Madarosis of Upper and Lower Eyelid
Hemifacial Asymmetry at Right Side of the Face and Alopecia at Left Eyebrow
Periferic Retinal Vasculitis and Late Phase Optic Disc Hyperfluorescence
The etiology of PRS is unknown and its pathology is rare. There are many hypotheses explaining the etiology; a relationship with either localized scleroderma, trauma, infection, an autoimmune disorder, a trigeminal neurovasculitis, heredodegenerative factors or a defect of the sympathetic nervous system have been suggested as possible causes (4, 5). There is a progressive atrophy of facial tissues including skin, bones and muscles (4, 7). The initial lesion in PRS is commonly a small area of abnormal pigmentation immediately superior to the eyebrow, then this lesion enlarges and becomes atrophic (8). There are patients presenting with a demarcation line between normal and abnormal skin, reminding a linear scar, known as ‘coup de sabre’, as we reported in this case (4, 9). Vitiligo, alopecia of the eyebrow and alopecic patches of the scalp were also reported (10).
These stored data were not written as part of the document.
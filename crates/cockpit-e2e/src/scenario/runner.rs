//! Scenario execution.
//!
//! [`ScenarioRunner`] issues every call of a [`Scenario`] against a
//! [`BackendClient`], one at a time and in declaration order. The first
//! failing call aborts the run: the remaining payloads of its operation and
//! all later operations are skipped.

use super::Scenario;
use crate::result::{E2eError, E2eResult};
use async_trait::async_trait;
use chrono::{DateTime, Utc};
use serde::{Deserialize, Serialize};
use serde_json::Value;
use std::collections::HashMap;
use std::sync::{Mutex, PoisonError};
use std::time::Instant;
use uuid::Uuid;

/// Capability to issue one backend call
#[async_trait]
pub trait BackendClient: Send + Sync {
    /// Issue `resource.action` with `payload`, returning the response body
    async fn call(&self, resource: &str, action: &str, payload: &Value) -> E2eResult<Value>;
}

#[async_trait]
impl<B: BackendClient + ?Sized> BackendClient for &B {
    async fn call(&self, resource: &str, action: &str, payload: &Value) -> E2eResult<Value> {
        (**self).call(resource, action, payload).await
    }
}

#[async_trait]
impl<B: BackendClient + ?Sized> BackendClient for Box<B> {
    async fn call(&self, resource: &str, action: &str, payload: &Value) -> E2eResult<Value> {
        (**self).call(resource, action, payload).await
    }
}

/// Lifecycle of a runner
#[derive(Debug, Clone, Copy, PartialEq, Eq, Serialize, Deserialize)]
pub enum RunState {
    /// Nothing issued yet
    NotRun,
    /// Calls are being issued
    Running,
    /// Every call succeeded
    Complete,
    /// A call failed and the run was aborted
    Failed,
}

/// Outcome of one successful call
#[derive(Debug, Clone, Serialize, Deserialize)]
pub struct CallRecord {
    /// Resource name
    pub resource: String,
    /// Action name
    pub action: String,
    /// Position of the operation in the scenario
    pub operation_index: usize,
    /// Position of the payload within its operation
    pub payload_index: usize,
    /// Response body
    pub response: Value,
    /// Wall time of the call
    pub duration_ms: u64,
}

/// Record of a completed scenario run
#[derive(Debug, Clone, Serialize, Deserialize)]
pub struct ScenarioReport {
    /// Unique run id
    pub run_id: String,
    /// When the first call was issued
    pub started_at: DateTime<Utc>,
    /// When the last call returned
    pub finished_at: DateTime<Utc>,
    /// One record per call, in issue order
    pub calls: Vec<CallRecord>,
}

impl ScenarioReport {
    /// Time spent inside backend calls, summed over all calls
    #[must_use]
    pub fn total_duration_ms(&self) -> u64 {
        self.calls.iter().map(|c| c.duration_ms).sum()
    }

    /// Wall time from the first call to the end of the last one
    #[must_use]
    pub fn wall_time_ms(&self) -> u64 {
        (self.finished_at - self.started_at)
            .num_milliseconds()
            .max(0) as u64
    }

    /// Responses of all calls to `resource.action`, in issue order
    pub fn responses_for<'a>(
        &'a self,
        resource: &'a str,
        action: &'a str,
    ) -> impl Iterator<Item = &'a Value> + 'a {
        self.calls
            .iter()
            .filter(move |c| c.resource == resource && c.action == action)
            .map(|c| &c.response)
    }
}

/// Executes a scenario once against a backend
#[derive(Debug)]
pub struct ScenarioRunner<B> {
    backend: B,
    state: RunState,
}

impl<B: BackendClient> ScenarioRunner<B> {
    /// Create a runner over a backend
    pub const fn new(backend: B) -> Self {
        Self {
            backend,
            state: RunState::NotRun,
        }
    }

    /// Current lifecycle state
    #[must_use]
    pub const fn state(&self) -> RunState {
        self.state
    }

    /// The backend calls are issued against
    pub const fn backend(&self) -> &B {
        &self.backend
    }

    /// Issue every call of the scenario, strictly in order.
    ///
    /// # Errors
    ///
    /// [`E2eError::SetupFailed`] wrapping the first failing call;
    /// [`E2eError::InvalidState`] if this runner has already run.
    pub async fn run(&mut self, scenario: &Scenario) -> E2eResult<ScenarioReport> {
        if self.state != RunState::NotRun {
            return Err(E2eError::InvalidState {
                message: format!("scenario runner already used ({:?})", self.state),
            });
        }
        self.state = RunState::Running;

        let run_id = Uuid::new_v4().to_string();
        let started_at = Utc::now();
        let mut calls = Vec::with_capacity(scenario.call_count());
        tracing::info!(
            %run_id,
            operations = scenario.operations().len(),
            calls = scenario.call_count(),
            "scenario started"
        );

        for call in scenario.calls() {
            tracing::debug!(
                resource = call.resource,
                action = call.action,
                payload_index = call.payload_index,
                "issuing call"
            );
            let started = Instant::now();
            match self
                .backend
                .call(call.resource, call.action, call.payload)
                .await
            {
                Ok(response) => calls.push(CallRecord {
                    resource: call.resource.to_string(),
                    action: call.action.to_string(),
                    operation_index: call.operation_index,
                    payload_index: call.payload_index,
                    response,
                    duration_ms: started.elapsed().as_millis() as u64,
                }),
                Err(source) => {
                    self.state = RunState::Failed;
                    tracing::debug!(
                        %run_id,
                        resource = call.resource,
                        action = call.action,
                        payload_index = call.payload_index,
                        error = %source,
                        "scenario aborted"
                    );
                    return Err(E2eError::SetupFailed {
                        resource: call.resource.to_string(),
                        action: call.action.to_string(),
                        payload_index: call.payload_index,
                        source: Box::new(source),
                    });
                }
            }
        }

        self.state = RunState::Complete;
        tracing::info!(%run_id, calls = calls.len(), "scenario complete");
        Ok(ScenarioReport {
            run_id,
            started_at,
            finished_at: Utc::now(),
            calls,
        })
    }
}

/// A call received by [`MockBackend`]
#[derive(Debug, Clone, PartialEq, Serialize, Deserialize)]
pub struct RecordedCall {
    /// Resource name
    pub resource: String,
    /// Action name
    pub action: String,
    /// Payload as received
    pub payload: Value,
}

/// In-memory backend recording every call it receives
#[derive(Debug, Default)]
pub struct MockBackend {
    received: Mutex<Vec<RecordedCall>>,
    responses: HashMap<String, Value>,
    fail_at: Option<usize>,
}

impl MockBackend {
    /// Create a backend that accepts everything and answers `null`
    #[must_use]
    pub fn new() -> Self {
        Self::default()
    }

    /// Fail the n-th call (0-based) with a 500
    #[must_use]
    pub const fn failing_at(mut self, index: usize) -> Self {
        self.fail_at = Some(index);
        self
    }

    /// Answer every `resource.action` call with `response`
    #[must_use]
    pub fn with_response(mut self, resource: &str, action: &str, response: Value) -> Self {
        let _ = self
            .responses
            .insert(format!("{resource}.{action}"), response);
        self
    }

    /// Calls received so far, including a failed one
    #[must_use]
    pub fn received(&self) -> Vec<RecordedCall> {
        self.received
            .lock()
            .unwrap_or_else(PoisonError::into_inner)
            .clone()
    }
}

#[async_trait]
impl BackendClient for MockBackend {
    async fn call(&self, resource: &str, action: &str, payload: &Value) -> E2eResult<Value> {
        let index = {
            let mut received = self.received.lock().unwrap_or_else(PoisonError::into_inner);
            received.push(RecordedCall {
                resource: resource.to_string(),
                action: action.to_string(),
                payload: payload.clone(),
            });
            received.len() - 1
        };
        if self.fail_at == Some(index) {
            return Err(E2eError::backend(Some(500), "mock failure"));
        }
        Ok(self
            .responses
            .get(&format!("{resource}.{action}"))
            .cloned()
            .unwrap_or(Value::Null))
    }
}

#[cfg(test)]
#[allow(clippy::unwrap_used)]
mod tests {
    use super::*;
    use crate::scenario::{combine, operation};
    use serde_json::json;

    fn setup() -> Scenario {
        combine([
            operation("deployment", "create", [json!({"deploymentName": "d"})]),
            operation(
                "process-definition",
                "start",
                [
                    json!({"key": "p", "businessKey": "Instance1"}),
                    json!({"key": "p", "businessKey": "Instance2"}),
                    json!({"key": "p", "businessKey": "myBusinessKey"}),
                ],
            ),
        ])
    }

    mod run_tests {
        use super::*;

        #[tokio::test]
        async fn test_calls_issued_in_declaration_order() {
            let backend = MockBackend::new();
            let mut runner = ScenarioRunner::new(&backend);
            let report = runner.run(&setup()).await.unwrap();

            let received = backend.received();
            let labels: Vec<String> = received
                .iter()
                .map(|c| format!("{}.{}", c.resource, c.action))
                .collect();
            assert_eq!(
                labels,
                vec![
                    "deployment.create",
                    "process-definition.start",
                    "process-definition.start",
                    "process-definition.start"
                ]
            );
            let keys: Vec<&str> = received[1..]
                .iter()
                .map(|c| c.payload["businessKey"].as_str().unwrap())
                .collect();
            assert_eq!(keys, vec!["Instance1", "Instance2", "myBusinessKey"]);
            assert_eq!(report.calls.len(), 4);
            assert_eq!(runner.state(), RunState::Complete);
        }

        #[tokio::test]
        async fn test_report_carries_responses() {
            let backend = MockBackend::new()
                .with_response("deployment", "create", json!({"id": "dep-1"}));
            let mut runner = ScenarioRunner::new(&backend);
            let report = runner.run(&setup()).await.unwrap();

            let deployments: Vec<&Value> = report.responses_for("deployment", "create").collect();
            assert_eq!(deployments, vec![&json!({"id": "dep-1"})]);
            assert_eq!(report.responses_for("process-definition", "start").count(), 3);
            assert!(report.finished_at >= report.started_at);
            assert!(!report.run_id.is_empty());
        }

        #[tokio::test]
        async fn test_empty_scenario_completes() {
            let mut runner = ScenarioRunner::new(MockBackend::new());
            let report = runner.run(&Scenario::new()).await.unwrap();
            assert!(report.calls.is_empty());
            assert_eq!(runner.state(), RunState::Complete);
        }
    }

    mod report_tests {
        use super::*;

        fn record(duration_ms: u64) -> CallRecord {
            CallRecord {
                resource: "process-definition".to_string(),
                action: "start".to_string(),
                operation_index: 0,
                payload_index: 0,
                response: Value::Null,
                duration_ms,
            }
        }

        #[test]
        fn test_call_time_and_wall_time_are_distinct() {
            let started_at = Utc::now();
            let report = ScenarioReport {
                run_id: "r".to_string(),
                started_at,
                finished_at: started_at + chrono::Duration::milliseconds(250),
                calls: vec![record(40), record(60)],
            };
            assert_eq!(report.total_duration_ms(), 100);
            assert_eq!(report.wall_time_ms(), 250);
        }
    }

    mod failure_tests {
        use super::*;

        #[tokio::test]
        async fn test_failed_deployment_aborts_everything_after() {
            let backend = MockBackend::new().failing_at(0);
            let mut runner = ScenarioRunner::new(&backend);
            let err = runner.run(&setup()).await.unwrap_err();

            assert!(matches!(
                err,
                E2eError::SetupFailed { ref resource, payload_index: 0, .. } if resource == "deployment"
            ));
            assert_eq!(backend.received().len(), 1);
            assert_eq!(runner.state(), RunState::Failed);
        }

        #[tokio::test]
        async fn test_failed_payload_skips_rest_of_operation() {
            // 0 = deploy, 1 = Instance1, 2 = Instance2 fails
            let backend = MockBackend::new().failing_at(2);
            let mut runner = ScenarioRunner::new(&backend);
            let err = runner.run(&setup()).await.unwrap_err();

            match err {
                E2eError::SetupFailed {
                    resource,
                    action,
                    payload_index,
                    source,
                } => {
                    assert_eq!(resource, "process-definition");
                    assert_eq!(action, "start");
                    assert_eq!(payload_index, 1);
                    assert!(matches!(*source, E2eError::Backend { status: Some(500), .. }));
                }
                other => panic!("unexpected error: {other}"),
            }
            assert_eq!(backend.received().len(), 3);
        }
    }

    mod state_tests {
        use super::*;

        #[tokio::test]
        async fn test_runner_starts_not_run() {
            let runner = ScenarioRunner::new(MockBackend::new());
            assert_eq!(runner.state(), RunState::NotRun);
        }

        #[tokio::test]
        async fn test_runner_runs_once() {
            let backend = MockBackend::new();
            let mut runner = ScenarioRunner::new(&backend);
            runner.run(&setup()).await.unwrap();

            let err = runner.run(&setup()).await.unwrap_err();
            assert!(matches!(err, E2eError::InvalidState { .. }));
            assert_eq!(backend.received().len(), 4);
        }

        #[tokio::test]
        async fn test_failed_runner_cannot_rerun() {
            let mut runner = ScenarioRunner::new(MockBackend::new().failing_at(0));
            assert!(runner.run(&setup()).await.is_err());
            assert!(matches!(
                runner.run(&setup()).await.unwrap_err(),
                E2eError::InvalidState { .. }
            ));
        }

        #[tokio::test]
        async fn test_boxed_backend() {
            let backend: Box<dyn BackendClient> = Box::new(MockBackend::new());
            let mut runner = ScenarioRunner::new(backend);
            assert_eq!(runner.run(&setup()).await.unwrap().calls.len(), 4);
        }
    }
}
The most important features of this pathology are the enophthalmos, the deviation of mouth and nose to the affected side and unilateral exposition of teeth, among others (4, 9). Ophthalmic disorders are common and include keratitis, uveitis, cataract, ipsilateral enophthalmos, optic neuritis and atrophy, pupil anomalies ranging tonic to Horner pupil, heterochromia iridis, retinal pigmentary changes, progressive refractive changes, contralateral ocular muscle involvement, glaucoma, hypotony, retinal vasculitis, and scleral melting (3). Granulomatous uveitis with posterior segment involvement is a rare condition as we reported in our case. Also, we think it is an interesting condition that although hemifacial atrophy was at right side, the uveitis was in the left eye. Parry-Romberg syndrome is an auto-limitable condition and there is no certain cure (9). The presence of specific signs of PRS in this case and performing the appropriate examinations are the positive points of the present study. Our study limitation is the lack of previous history of the patient. The individuals should have multidisciplinary approach of physicians, dentists, phonoaudiologists and psychologists for the variety of disorders to maintain the appropriate treatment for a better appearance to the patients (6, 9).